▶ Exercise goal
Reproduce only the stretch of entries below that begins at the first line and ends at the line holding "use std::str::FromStr;".

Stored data

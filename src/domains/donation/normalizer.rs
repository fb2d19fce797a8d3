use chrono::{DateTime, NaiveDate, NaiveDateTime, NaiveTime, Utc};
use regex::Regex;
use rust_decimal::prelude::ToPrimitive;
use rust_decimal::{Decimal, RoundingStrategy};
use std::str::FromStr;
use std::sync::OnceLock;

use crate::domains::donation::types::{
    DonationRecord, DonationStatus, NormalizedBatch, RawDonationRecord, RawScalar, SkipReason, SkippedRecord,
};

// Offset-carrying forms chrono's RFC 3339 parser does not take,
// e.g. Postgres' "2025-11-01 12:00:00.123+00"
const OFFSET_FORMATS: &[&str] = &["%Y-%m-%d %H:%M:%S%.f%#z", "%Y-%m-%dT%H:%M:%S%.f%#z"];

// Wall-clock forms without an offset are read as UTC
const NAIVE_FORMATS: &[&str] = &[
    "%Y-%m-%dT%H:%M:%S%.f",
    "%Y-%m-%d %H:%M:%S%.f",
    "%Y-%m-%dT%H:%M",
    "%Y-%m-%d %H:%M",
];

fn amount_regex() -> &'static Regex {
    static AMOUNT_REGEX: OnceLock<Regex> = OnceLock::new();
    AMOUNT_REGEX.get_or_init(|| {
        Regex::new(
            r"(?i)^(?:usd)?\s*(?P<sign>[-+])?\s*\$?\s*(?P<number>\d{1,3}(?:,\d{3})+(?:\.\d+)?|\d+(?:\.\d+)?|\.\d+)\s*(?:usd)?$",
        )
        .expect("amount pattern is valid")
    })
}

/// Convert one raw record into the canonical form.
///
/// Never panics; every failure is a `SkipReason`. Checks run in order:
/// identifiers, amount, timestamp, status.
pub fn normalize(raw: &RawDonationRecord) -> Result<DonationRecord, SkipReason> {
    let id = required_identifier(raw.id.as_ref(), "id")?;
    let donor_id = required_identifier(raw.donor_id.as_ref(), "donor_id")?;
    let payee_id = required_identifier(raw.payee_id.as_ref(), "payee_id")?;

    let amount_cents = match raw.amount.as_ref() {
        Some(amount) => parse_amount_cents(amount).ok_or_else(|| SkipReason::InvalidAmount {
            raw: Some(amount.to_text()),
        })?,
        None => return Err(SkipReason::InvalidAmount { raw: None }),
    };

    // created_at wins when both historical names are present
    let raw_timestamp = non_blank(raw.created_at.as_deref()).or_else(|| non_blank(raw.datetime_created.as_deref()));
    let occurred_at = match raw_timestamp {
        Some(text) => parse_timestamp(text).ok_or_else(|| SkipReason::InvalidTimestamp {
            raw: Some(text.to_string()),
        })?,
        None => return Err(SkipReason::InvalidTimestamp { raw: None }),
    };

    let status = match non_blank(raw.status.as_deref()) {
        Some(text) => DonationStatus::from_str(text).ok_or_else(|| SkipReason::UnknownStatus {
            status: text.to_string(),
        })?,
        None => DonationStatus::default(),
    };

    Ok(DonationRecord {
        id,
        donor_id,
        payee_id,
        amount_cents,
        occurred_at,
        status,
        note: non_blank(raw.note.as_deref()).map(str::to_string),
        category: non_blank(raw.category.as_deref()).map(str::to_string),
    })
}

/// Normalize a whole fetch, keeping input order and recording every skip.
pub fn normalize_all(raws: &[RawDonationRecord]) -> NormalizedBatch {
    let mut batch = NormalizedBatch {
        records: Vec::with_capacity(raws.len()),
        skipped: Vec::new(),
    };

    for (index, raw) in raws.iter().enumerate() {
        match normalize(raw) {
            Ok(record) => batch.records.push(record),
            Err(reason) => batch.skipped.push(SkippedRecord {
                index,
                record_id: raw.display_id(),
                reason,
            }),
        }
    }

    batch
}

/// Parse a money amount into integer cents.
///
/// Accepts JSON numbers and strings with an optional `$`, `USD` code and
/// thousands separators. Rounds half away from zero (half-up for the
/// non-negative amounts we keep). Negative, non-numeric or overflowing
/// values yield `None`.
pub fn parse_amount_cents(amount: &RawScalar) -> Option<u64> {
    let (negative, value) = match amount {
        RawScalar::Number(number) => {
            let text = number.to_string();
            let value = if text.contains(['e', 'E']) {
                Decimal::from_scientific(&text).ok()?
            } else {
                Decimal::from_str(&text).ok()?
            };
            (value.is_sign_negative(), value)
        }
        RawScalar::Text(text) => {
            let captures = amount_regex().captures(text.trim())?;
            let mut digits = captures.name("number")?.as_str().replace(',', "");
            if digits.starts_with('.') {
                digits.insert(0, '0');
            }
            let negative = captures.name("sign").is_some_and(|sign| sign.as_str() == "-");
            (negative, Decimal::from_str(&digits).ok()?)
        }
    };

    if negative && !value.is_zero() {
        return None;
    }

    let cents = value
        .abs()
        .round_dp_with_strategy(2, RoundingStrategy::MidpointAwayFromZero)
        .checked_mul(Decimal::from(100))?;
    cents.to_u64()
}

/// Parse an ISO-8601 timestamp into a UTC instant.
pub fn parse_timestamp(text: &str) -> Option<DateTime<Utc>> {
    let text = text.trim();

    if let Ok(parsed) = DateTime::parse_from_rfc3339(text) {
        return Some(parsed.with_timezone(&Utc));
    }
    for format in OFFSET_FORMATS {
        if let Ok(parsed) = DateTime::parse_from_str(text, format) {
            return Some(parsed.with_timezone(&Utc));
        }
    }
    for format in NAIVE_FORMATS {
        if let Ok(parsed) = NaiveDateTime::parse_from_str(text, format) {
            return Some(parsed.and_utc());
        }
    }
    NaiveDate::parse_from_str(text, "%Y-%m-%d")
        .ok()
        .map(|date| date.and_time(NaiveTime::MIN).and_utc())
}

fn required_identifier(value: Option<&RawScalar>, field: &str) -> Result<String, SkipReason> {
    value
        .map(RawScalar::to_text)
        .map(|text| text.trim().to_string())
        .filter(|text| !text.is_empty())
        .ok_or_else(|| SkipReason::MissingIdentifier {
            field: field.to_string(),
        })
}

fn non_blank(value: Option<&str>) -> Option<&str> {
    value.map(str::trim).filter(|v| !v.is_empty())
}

▶ Problem solution
filename src/domains/donation/normalizer.rs
repository fb2d19fce797a8d3
use chrono::{DateTime, NaiveDate, NaiveDateTime, NaiveTime, Utc};
use regex::Regex;
use rust_decimal::prelude::ToPrimitive;
use rust_decimal::{Decimal, RoundingStrategy};
use std::str::FromStr;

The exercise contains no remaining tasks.